The prognosis is guarded to favorable, especially in dogs with acute disease that are treated promptly using immunosuppressive doses of corticosteroids. Untreated dogs tend to have a remitting and relapsing course. Tipold recommends the following long-term therapy (e.g., for at least 6 months), especially in any dog that has had a relapse: prednisolone at 4 mg/kg/day, PO or IV initially. After 2 days, the dose is reduced to 2 mg/kg daily for 1 to 2 weeks, followed by 1 mg/kg daily. Dogs are re-examined, including CSF analysis and hematology, every 4 to 6 weeks. When signs and CSF are normal, the dose can be reduced to half of the previous dosage until a dosage of 0.5 mg/kg every 48 to 72 hours is attained. Treatment is stopped 6 months after clinical examination, CSF, and blood profiles are normal. In refractory cases, other immunosuppressive drugs such as azathioprine (at 1.5 mg/kg PO every 48 hours) may be used in combination with steroids (e.g., alternating each drug every other day).

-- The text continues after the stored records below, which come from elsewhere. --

//! WiFi radio adapter.
//!
//! Owns the single radio and switches it between the provisioning access
//! point and station mode.  Implements [`NetworkJoinPort`]; the access
//! point half is driven by [`BoardAdapter`](super::hardware::BoardAdapter)
//! together with the request server.
//!
//! ## cfg gating
//!
//! - **`target_os = "espidf"`**: real ESP-IDF WiFi driver calls via `esp_idf_svc::wifi`.
//! - **all other targets**: simulation with a configurable reachable network.
//!
//! The radio cannot run both modes at once.  Starting one while the other
//! is up is refused, so a missing teardown shows up as an error instead of
//! a silent mode switch.

use log::{info, warn};

use crate::app::ports::{ConnectivityError, NetworkJoinPort};
use crate::config::{AP_PASSWORD, AP_SSID, STATION_HOSTNAME, SystemConfig};
use crate::provisioning::is_printable_ascii;
use crate::settings::MAX_CREDENTIAL_LEN;

#[cfg(target_os = "espidf")]
use esp_idf_svc::{
    eventloop::EspSystemEventLoop,
    hal::modem::Modem,
    ipv4::{Configuration as IpConfiguration, Mask, RouterConfiguration, Subnet},
    netif::{EspNetif, NetifConfiguration},
    nvs::EspDefaultNvsPartition,
    wifi::{AccessPointConfiguration, AuthMethod, ClientConfiguration, Configuration, EspWifi},
};

// ───────────────────────────────────────────────────────────────
// Radio mode
// ───────────────────────────────────────────────────────────────

#[derive(Debug, Clone, Copy, PartialEq, Eq)]
pub enum RadioMode {
    Off,
    AccessPoint,
    Station,
}

// ───────────────────────────────────────────────────────────────
// Validation
// ───────────────────────────────────────────────────────────────

fn validate_ssid(ssid: &str) -> Result<(), ConnectivityError> {
    if ssid.is_empty() || ssid.len() > MAX_CREDENTIAL_LEN || !is_printable_ascii(ssid) {
        return Err(ConnectivityError::InvalidSsid);
    }
    Ok(())
}

fn validate_passphrase(passphrase: Option<&str>) -> Result<(), ConnectivityError> {
    match passphrase {
        Some(p) if p.len() < 8 || p.len() > MAX_CREDENTIAL_LEN => {
            Err(ConnectivityError::InvalidPassword)
        }
        _ => Ok(()),
    }
}

// ───────────────────────────────────────────────────────────────
// WiFi radio
// ───────────────────────────────────────────────────────────────

pub struct WifiRadio {
    mode: RadioMode,
    #[cfg(target_os = "espidf")]
    wifi: EspWifi<'static>,
    /// Simulation: the one network in range, with its passphrase.
    #[cfg(not(target_os = "espidf"))]
    sim_network: Option<(heapless::String<32>, Option<heapless::String<32>>)>,
    #[cfg(not(target_os = "espidf"))]
    sim_joined: bool,
}

#[cfg(target_os = "espidf")]
impl WifiRadio {
    /// Bring up the driver with the access-point interface on the
    /// configured address.  The radio stays off until a mode is started.
    pub fn new(
        modem: Modem,
        sysloop: EspSystemEventLoop,
        nvs: EspDefaultNvsPartition,
        config: &SystemConfig,
    ) -> Result<Self, esp_idf_svc::sys::EspError> {
        let mut wifi = EspWifi::new(modem, sysloop, Some(nvs))?;

        let [a, b, c, d] = config.access_point_ip;
        let gateway = core::net::Ipv4Addr::new(a, b, c, d);
        let ap_netif = EspNetif::new_with_conf(&NetifConfiguration {
            ip_configuration: Some(IpConfiguration::Router(RouterConfiguration {
                subnet: Subnet {
                    gateway,
                    mask: Mask(24),
                },
                dhcp_enabled: true,
                dns: Some(gateway),
                secondary_dns: None,
            })),
            ..NetifConfiguration::wifi_default_router()
        })?;
        wifi.swap_netif_ap(ap_netif)?;
        wifi.sta_netif_mut().set_hostname(STATION_HOSTNAME)?;

        info!("WiFi: driver ready, AP address {}", gateway);
        Ok(Self {
            mode: RadioMode::Off,
            wifi,
        })
    }

    fn platform_start_ap(&mut self, config: &SystemConfig) -> Result<(), ConnectivityError> {
        let ap = AccessPointConfiguration {
            ssid: AP_SSID.try_into().map_err(|_| ConnectivityError::InvalidSsid)?,
            password: AP_PASSWORD
                .try_into()
                .map_err(|_| ConnectivityError::InvalidPassword)?,
            auth_method: AuthMethod::WPA2Personal,
            channel: config.access_point_channel,
            max_connections: config.access_point_max_clients,
            ..Default::default()
        };
        self.wifi
            .set_configuration(&Configuration::AccessPoint(ap))
            .and_then(|()| self.wifi.start())
            .map_err(|e| {
                warn!("WiFi: AP start failed: {}", e);
                ConnectivityError::RadioUnavailable
            })
    }

    fn platform_start_station(
        &mut self,
        ssid: &str,
        passphrase: Option<&str>,
    ) -> Result<(), ConnectivityError> {
        let client = ClientConfiguration {
            ssid: ssid.try_into().map_err(|_| ConnectivityError::InvalidSsid)?,
            password: passphrase
                .unwrap_or("")
                .try_into()
                .map_err(|_| ConnectivityError::InvalidPassword)?,
            auth_method: if passphrase.is_some() {
                AuthMethod::WPA2Personal
            } else {
                AuthMethod::None
            },
            ..Default::default()
        };
        self.wifi
            .set_configuration(&Configuration::Client(client))
            .and_then(|()| self.wifi.start())
            .and_then(|()| self.wifi.connect())
            .map_err(|e| {
                warn!("WiFi: station start failed: {}", e);
                ConnectivityError::RadioUnavailable
            })
    }

    fn platform_stop(&mut self) {
        if self.mode == RadioMode::Station {
            let _ = self.wifi.disconnect();
        }
        if let Err(e) = self.wifi.stop() {
            warn!("WiFi: stop failed: {}", e);
        }
    }

    fn platform_is_joined(&self) -> bool {
        self.wifi.is_connected().unwrap_or(false) && self.wifi.sta_netif().is_up().unwrap_or(false)
    }
}

#[cfg(not(target_os = "espidf"))]
impl WifiRadio {
    pub fn new(config: &SystemConfig) -> Self {
        let [a, b, c, d] = config.access_point_ip;
        info!("WiFi(sim): radio ready, AP address {}.{}.{}.{}", a, b, c, d);
        Self {
            mode: RadioMode::Off,
            sim_network: None,
            sim_joined: false,
        }
    }

    /// Put a network in range.  `passphrase` is `None` for an open one.
    pub fn sim_set_network(&mut self, ssid: &str, passphrase: Option<&str>) {
        self.sim_network = Some((
            crate::settings::bounded(ssid),
            passphrase.map(crate::settings::bounded),
        ));
    }

    /// Take every network out of range.
    pub fn sim_clear_network(&mut self) {
        self.sim_network = None;
        self.sim_joined = false;
    }

    fn platform_start_ap(&mut self, _config: &SystemConfig) -> Result<(), ConnectivityError> {
        info!("WiFi(sim): AP '{}' up ({} byte password)", AP_SSID, AP_PASSWORD.len());
        Ok(())
    }

    fn platform_start_station(
        &mut self,
        ssid: &str,
        passphrase: Option<&str>,
    ) -> Result<(), ConnectivityError> {
        self.sim_joined = matches!(
            &self.sim_network,
            Some((net, pass)) if net.as_str() == ssid && pass.as_deref() == passphrase
        );
        info!(
            "WiFi(sim): station '{}' as '{}' {}",
            ssid,
            STATION_HOSTNAME,
            if self.sim_joined { "joined" } else { "searching" }
        );
        Ok(())
    }

    fn platform_stop(&mut self) {
        self.sim_joined = false;
    }

    fn platform_is_joined(&self) -> bool {
        self.sim_joined
    }
}

impl WifiRadio {
    pub fn mode(&self) -> RadioMode {
        self.mode
    }

    /// Switch the radio into access-point mode.
    pub fn start_access_point(&mut self, config: &SystemConfig) -> Result<(), ConnectivityError> {
        match self.mode {
            RadioMode::AccessPoint => return Ok(()),
            RadioMode::Station => {
                warn!("WiFi: AP requested while station active");
                return Err(ConnectivityError::RadioUnavailable);
            }
            RadioMode::Off => {}
        }
        self.platform_start_ap(config)?;
        self.mode = RadioMode::AccessPoint;
        info!("WiFi: access point '{}' started", AP_SSID);
        Ok(())
    }

    pub fn stop_access_point(&mut self) {
        if self.mode == RadioMode::AccessPoint {
            self.platform_stop();
            self.mode = RadioMode::Off;
            info!("WiFi: access point stopped");
        }
    }
}

// ───────────────────────────────────────────────────────────────
// NetworkJoinPort
// ───────────────────────────────────────────────────────────────

impl NetworkJoinPort for WifiRadio {
    fn start(&mut self, ssid: &str, passphrase: Option<&str>) -> Result<(), ConnectivityError> {
        validate_ssid(ssid)?;
        validate_passphrase(passphrase)?;
        match self.mode {
            RadioMode::AccessPoint => {
                warn!("WiFi: join requested while access point active");
                return Err(ConnectivityError::RadioUnavailable);
            }
            RadioMode::Station => self.platform_stop(),
            RadioMode::Off => {}
        }

        info!(
            "WiFi: joining '{}' ({})",
            ssid,
            if passphrase.is_some() { "protected" } else { "open" }
        );
        // Mode is claimed even on failure so disconnect() releases the radio.
        self.mode = RadioMode::Station;
        self.platform_start_station(ssid, passphrase)
    }

    fn disconnect(&mut self) {
        if self.mode == RadioMode::Station {
            self.platform_stop();
            self.mode = RadioMode::Off;
            info!("WiFi: disconnected");
        }
    }

    fn is_joined(&self) -> bool {
        self.mode == RadioMode::Station && self.platform_is_joined()
    }
}

// ───────────────────────────────────────────────────────────────
// Tests
// ───────────────────────────────────────────────────────────────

Antibiotics are ineffective. Results of a long-term treatment protocol (up to 20 months) involving 10 dogs with SRMA have been recently published. Eight of the 10 dogs were without clinical signs up to 29 months after the treatment was terminated. Long-term glucocorticosteroid treatment resulted only in mild clinical side effects, such as polyuria/polydipsia, polyphagia and weight gain, which were reversible after the therapy was discontinued. It was noted that elevated serum and CSF IgA levels did not decrease to normal values during prednisolone treatment and were still slightly increased after the therapy was discontinued. Monitoring of CSF cell count in dogs with this condition was a sensitive indicator of success of treatment. In addition, older dogs with high IgA levels in the CSF and frequent relapses seemed to require a longer duration of therapy and had a less favorable prognosis long term.
Note that Akitas, Bernese Mountain dogs, and other breeds with immune-mediated polyarthritis may show similar clinical signs as animals with SRMA and have concurrent meningitis.
Bacterial meningitis is a rarely reported condition in dogs and cats. Animals of any age may be affected, although most affected dogs are adult, with a mean age around 5 years. Bacterial infections of the CNS most often occur via haematogenous spread from distant foci within the body (e.g., lung or splenic abscess, vegetative endocarditis, pleuritis, and urinary tract infections), by direct extension from sinuses, ears and eyes, as a result of trauma (e.g., bite wound), meningeal spread with entry along nerve roots, or from contaminated surgical instruments (e.g., spinal needle). Organisms usually disseminate via CSF pathways and produce cerebrospinal meningitis, often associated with microabscess formation of brain and spinal cord. A plethora of organisms have been cultured from dogs with bacterial meningitis including Pasteurella sp. (e.g., P. multocida), Staphylococcus aureus, Staphylococcus epidermidis, Staphylococcus albus, Actinomyces sp., Nocardia sp., Escherichia coli, Streptococcus sp. (e.g., S. pneumoniae) and Klebsiella sp.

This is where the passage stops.